ISTANBUL (AP) — Hundreds gathered in Istanbul on Thursday to protest arrest and removal from office of a mayor from Turkey’s main opposition party over his alleged ties to a banned Kurdish militant group.

Ahmet Ozer, mayor of Istanbul’s Esenyurt district and member of the Republican People’s Party (CHP), was arrested by anti-terrorist police on Wednesday over his alleged ties to the Kurdistan Workers’ Party (PKK).

The Turkish government replaced Ozer with the deputy governor of Istanbul on Thursday, a move that CHP leader Ozgur Ozel and other politicians described as a “coup.”

The mayor’s arrest comes as Turkey debates a preliminary peace process to end a 40-year conflict between the PKK and the Turkish state that has left tens of thousands dead.

Protesters filled a square in Esenyurt after the government banned a gathering outside the municipal building. Some carried banners reading: “(We want) an elected mayor, not an appointed mayor” and calling for the resignation of President Recep Tayyip Erdogan’s government.

“In our opinion, this (government), acting against the law and violating the constitution, has committed a political coup. We will never accept it,” said Tulay Hatimogullari, the leader of the pro-Kurdish People’s Equality and Democracy Party, whose supporters joined the rally in solidarity.

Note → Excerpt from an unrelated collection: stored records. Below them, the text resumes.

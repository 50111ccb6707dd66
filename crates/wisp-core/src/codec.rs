//! Primitive encoder and decoder.
//!
//! | type | encoding |
//! |---|---|
//! | `u8` | 1 byte |
//! | `u16` | 2 bytes, little-endian |
//! | `u32` | 4 bytes, little-endian |
//! | fixed array | raw bytes |
//! | buffer / string | `u32` length, then bytes |
//! | array | `u32` count, then elements |
//! | socket address | family (4 or 6), address bytes, `u16` port |
//!
//! Optional fields are announced by a flag byte at the start of the payload.

use crate::error::CodecError;
use std::net::{IpAddr, Ipv4Addr, Ipv6Addr, SocketAddr};

/// Append-only payload writer
#[derive(Debug, Default, Clone)]
pub struct Encoder {
    buf: Vec<u8>,
}

impl Encoder {
    /// Create an empty encoder
    #[must_use]
    pub fn new() -> Self {
        Self::default()
    }

    /// Create an encoder with preallocated space
    #[must_use]
    pub fn with_capacity(capacity: usize) -> Self {
        Self {
            buf: Vec::with_capacity(capacity),
        }
    }

    /// Write one byte
    pub fn u8(&mut self, value: u8) -> &mut Self {
        self.buf.push(value);
        self
    }

    /// Write a little-endian `u16`
    pub fn u16(&mut self, value: u16) -> &mut Self {
        self.buf.extend_from_slice(&value.to_le_bytes());
        self
    }

    /// Write a little-endian `u32`
    pub fn u32(&mut self, value: u32) -> &mut Self {
        self.buf.extend_from_slice(&value.to_le_bytes());
        self
    }

    /// Write bytes without a length prefix
    pub fn fixed(&mut self, bytes: &[u8]) -> &mut Self {
        self.buf.extend_from_slice(bytes);
        self
    }

    /// Write a length-prefixed buffer
    ///
    /// # Errors
    ///
    /// Returns [`CodecError::LengthOverflow`] if the buffer exceeds `u32::MAX`.
    pub fn buffer(&mut self, bytes: &[u8]) -> Result<&mut Self, CodecError> {
        self.length(bytes.len())?;
        self.buf.extend_from_slice(bytes);
        Ok(self)
    }

    /// Write a length-prefixed UTF-8 string
    ///
    /// # Errors
    ///
    /// Returns [`CodecError::LengthOverflow`] if the string exceeds `u32::MAX`.
    pub fn string(&mut self, value: &str) -> Result<&mut Self, CodecError> {
        self.buffer(value.as_bytes())
    }

    /// Write a socket address
    pub fn socket_addr(&mut self, addr: &SocketAddr) -> &mut Self {
        match addr.ip() {
            IpAddr::V4(ip) => {
                self.u8(4).fixed(&ip.octets());
            }
            IpAddr::V6(ip) => {
                self.u8(6).fixed(&ip.octets());
            }
        }
        self.u16(addr.port())
    }

    /// Write a counted array, encoding each element with `f`
    ///
    /// # Errors
    ///
    /// Returns the first error from `f`, or [`CodecError::LengthOverflow`].
    pub fn array<T, F>(&mut self, items: &[T], mut f: F) -> Result<&mut Self, CodecError>
    where
        F: FnMut(&mut Self, &T) -> Result<(), CodecError>,
    {
        self.length(items.len())?;
        for item in items {
            f(self, item)?;
        }
        Ok(self)
    }

    fn length(&mut self, len: usize) -> Result<(), CodecError> {
        let len = u32::try_from(len).map_err(|_| CodecError::LengthOverflow)?;
        self.u32(len);
        Ok(())
    }

    /// Bytes written so far
    #[must_use]
    pub fn len(&self) -> usize {
        self.buf.len()
    }

    /// Whether nothing has been written
    #[must_use]
    pub fn is_empty(&self) -> bool {
        self.buf.is_empty()
    }

    /// Take the encoded bytes
    #[must_use]
    pub fn finish(self) -> Vec<u8> {
        self.buf
    }
}

/// Cursor over an encoded payload
#[derive(Debug, Clone)]
pub struct Decoder<'a> {
    buf: &'a [u8],
    pos: usize,
}

impl<'a> Decoder<'a> {
    /// Start decoding `buf`
    #[must_use]
    pub fn new(buf: &'a [u8]) -> Self {
        Self { buf, pos: 0 }
    }

    /// Bytes not yet consumed
    #[must_use]
    pub fn remaining(&self) -> usize {
        self.buf.len() - self.pos
    }

    fn take(&mut self, n: usize) -> Result<&'a [u8], CodecError> {
        if self.remaining() < n {
            return Err(CodecError::Truncated {
                needed: n,
                remaining: self.remaining(),
            });
        }
        let slice = &self.buf[self.pos..self.pos + n];
        self.pos += n;
        Ok(slice)
    }

    /// Read one byte
    ///
    /// # Errors
    ///
    /// Returns [`CodecError::Truncated`] at end of buffer.
    pub fn u8(&mut self) -> Result<u8, CodecError> {
        Ok(self.take(1)?[0])
    }

    /// Read a little-endian `u16`
    ///
    /// # Errors
    ///
    /// Returns [`CodecError::Truncated`] at end of buffer.
    pub fn u16(&mut self) -> Result<u16, CodecError> {
        Ok(u16::from_le_bytes(self.fixed::<2>()?))
    }

    /// Read a little-endian `u32`
    ///
    /// # Errors
    ///
    /// Returns [`CodecError::Truncated`] at end of buffer.
    pub fn u32(&mut self) -> Result<u32, CodecError> {
        Ok(u32::from_le_bytes(self.fixed::<4>()?))
    }

    /// Read `N` raw bytes
    ///
    /// # Errors
    ///
    /// Returns [`CodecError::Truncated`] if fewer than `N` bytes remain.
    pub fn fixed<const N: usize>(&mut self) -> Result<[u8; N], CodecError> {
        let mut out = [0u8; N];
        out.copy_from_slice(self.take(N)?);
        Ok(out)
    }

    /// Read a length-prefixed buffer
    ///
    /// # Errors
    ///
    /// Returns [`CodecError::Truncated`] if the declared length overruns.
    pub fn buffer(&mut self) -> Result<Vec<u8>, CodecError> {
        let len = self.u32()? as usize;
        Ok(self.take(len)?.to_vec())
    }

    /// Read a length-prefixed UTF-8 string
    ///
    /// # Errors
    ///
    /// Returns [`CodecError::InvalidUtf8`] for non-UTF-8 content.
    pub fn string(&mut self) -> Result<String, CodecError> {
        String::from_utf8(self.buffer()?).map_err(|_| CodecError::InvalidUtf8)
    }

    /// Read a socket address
    ///
    /// # Errors
    ///
    /// Returns [`CodecError::InvalidAddressFamily`] for unknown families.
    pub fn socket_addr(&mut self) -> Result<SocketAddr, CodecError> {
        let ip = match self.u8()? {
            4 => IpAddr::V4(Ipv4Addr::from(self.fixed::<4>()?)),
            6 => IpAddr::V6(Ipv6Addr::from(self.fixed::<16>()?)),
            family => return Err(CodecError::InvalidAddressFamily(family)),
        };
        Ok(SocketAddr::new(ip, self.u16()?))
    }

    /// Read a counted array, decoding each element with `f`
    ///
    /// # Errors
    ///
    /// Returns the first element error.
    pub fn array<T, F>(&mut self, mut f: F) -> Result<Vec<T>, CodecError>
    where
        F: FnMut(&mut Self) -> Result<T, CodecError>,
    {
        let count = self.u32()? as usize;
        // Every element takes at least one byte.
        let mut items = Vec::with_capacity(count.min(self.remaining()));
        for _ in 0..count {
            items.push(f(self)?);
        }
        Ok(items)
    }

    /// Read a flag byte, rejecting bits outside `allowed`
    ///
    /// # Errors
    ///
    /// Returns [`CodecError::InvalidFlags`] for undefined bits.
    pub fn flags(&mut self, allowed: u8) -> Result<u8, CodecError> {
        let flags = self.u8()?;
        if flags & !allowed != 0 {
            return Err(CodecError::InvalidFlags { flags, allowed });
        }
        Ok(flags)
    }

    /// Ensure the whole payload was consumed
    ///
    /// # Errors
    ///
    /// Returns [`CodecError::TrailingBytes`] if bytes are left.
    pub fn finish(self) -> Result<(), CodecError> {
        match self.remaining() {
            0 => Ok(()),
            n => Err(CodecError::TrailingBytes(n)),
        }
    }
}

#[cfg(test)]
mod tests {
    use super::*;

    #[test]
    fn test_integers_little_endian() {
        let mut enc = Encoder::new();
        enc.u8(0xAB).u16(0x0102).u32(0x0A0B_0C0D);
        let bytes = enc.finish();
        assert_eq!(bytes, [0xAB, 0x02, 0x01, 0x0D, 0x0C, 0x0B, 0x0A]);

        let mut dec = Decoder::new(&bytes);
        assert_eq!(dec.u8().unwrap(), 0xAB);
        assert_eq!(dec.u16().unwrap(), 0x0102);
        assert_eq!(dec.u32().unwrap(), 0x0A0B_0C0D);
        dec.finish().unwrap();
    }

    #[test]
    fn test_buffer_length_prefix() {
        let mut enc = Encoder::new();
        enc.buffer(b"abc").unwrap();
        assert_eq!(enc.finish(), [3, 0, 0, 0, b'a', b'b', b'c']);
    }

    #[test]
    fn test_socket_addr_v4_and_v6() {
        let v4: SocketAddr = "10.0.0.1:4000".parse().unwrap();
        let v6: SocketAddr = "[::1]:8080".parse().unwrap();
        let mut enc = Encoder::new();
        enc.socket_addr(&v4).socket_addr(&v6);
        let bytes = enc.finish();
        assert_eq!(bytes.len(), (1 + 4 + 2) + (1 + 16 + 2));

        let mut dec = Decoder::new(&bytes);
        assert_eq!(dec.socket_addr().unwrap(), v4);
        assert_eq!(dec.socket_addr().unwrap(), v6);
    }

    #[test]
    fn test_truncated_buffer() {
        let bytes = [10, 0, 0, 0, 1, 2];
        let mut dec = Decoder::new(&bytes);
        assert_eq!(
            dec.buffer(),
            Err(CodecError::Truncated {
                needed: 10,
                remaining: 2
            })
        );
    }

    #[test]
    fn test_invalid_utf8() {
        let mut enc = Encoder::new();
        enc.buffer(&[0xFF, 0xFE]).unwrap();
        let bytes = enc.finish();
        assert_eq!(Decoder::new(&bytes).string(), Err(CodecError::InvalidUtf8));
    }

    #[test]
    fn test_undefined_flag_bits_rejected() {
        let bytes = [0b0000_0101];
        assert_eq!(
            Decoder::new(&bytes).flags(0b0000_0001),
            Err(CodecError::InvalidFlags {
                flags: 0b0000_0101,
                allowed: 0b0000_0001
            })
        );
    }

    #[test]
    fn test_trailing_bytes() {
        let bytes = [1, 2, 3];
        let mut dec = Decoder::new(&bytes);
        dec.u8().unwrap();
        assert_eq!(dec.finish(), Err(CodecError::TrailingBytes(2)));
    }

    #[test]
    fn test_huge_array_count_does_not_preallocate() {
        let bytes = u32::MAX.to_le_bytes();
        let mut dec = Decoder::new(&bytes);
        assert!(dec.array(|d| d.u8()).is_err());
    }

    #[test]
    fn test_unknown_address_family() {
        let bytes = [5, 0, 0];
        assert_eq!(
            Decoder::new(&bytes).socket_addr(),
            Err(CodecError::InvalidAddressFamily(5))
        );
    }
}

Ozel, whose CHP made significant gains in local elections earlier this year, called for early elections.

Ozer, 64, is a former academic originally from Van in eastern Turkey. In March’s local elections, he was elected mayor of Esenyurt, a western suburb on the European side of Istanbul.

According to the state-run Anadolu Agency, Istanbul’s chief prosecutor’s office has found that Ozer has had contacts with PKK figures for more than a decade, according to an investigation.

Politicians and members of Turkey’s pro-Kurdish movement are regularly targeted for alleged links to the PKK, which is considered a terrorist organization by Turkey, the US and the European Union.

Lawmakers have been stripped of their parliamentary seats and mayors have been removed from office. Several lawmakers and thousands of party members have been jailed on terror-related charges since 2016.

Other opposition parties have been largely unscathed, but the CHP mayor of Istanbul, Ekrem Imamogluis currently appealing against a prison sentence and a political ban imposed by a court in December 2022 for “insulting” members of the Turkish election council in 2019.

Imamoglu accused Erdogan’s government of “plotting a dirty game” to wrest the Esenyurt municipality away from the opposition “by declaring Ozer a terrorist for fictitious reasons.”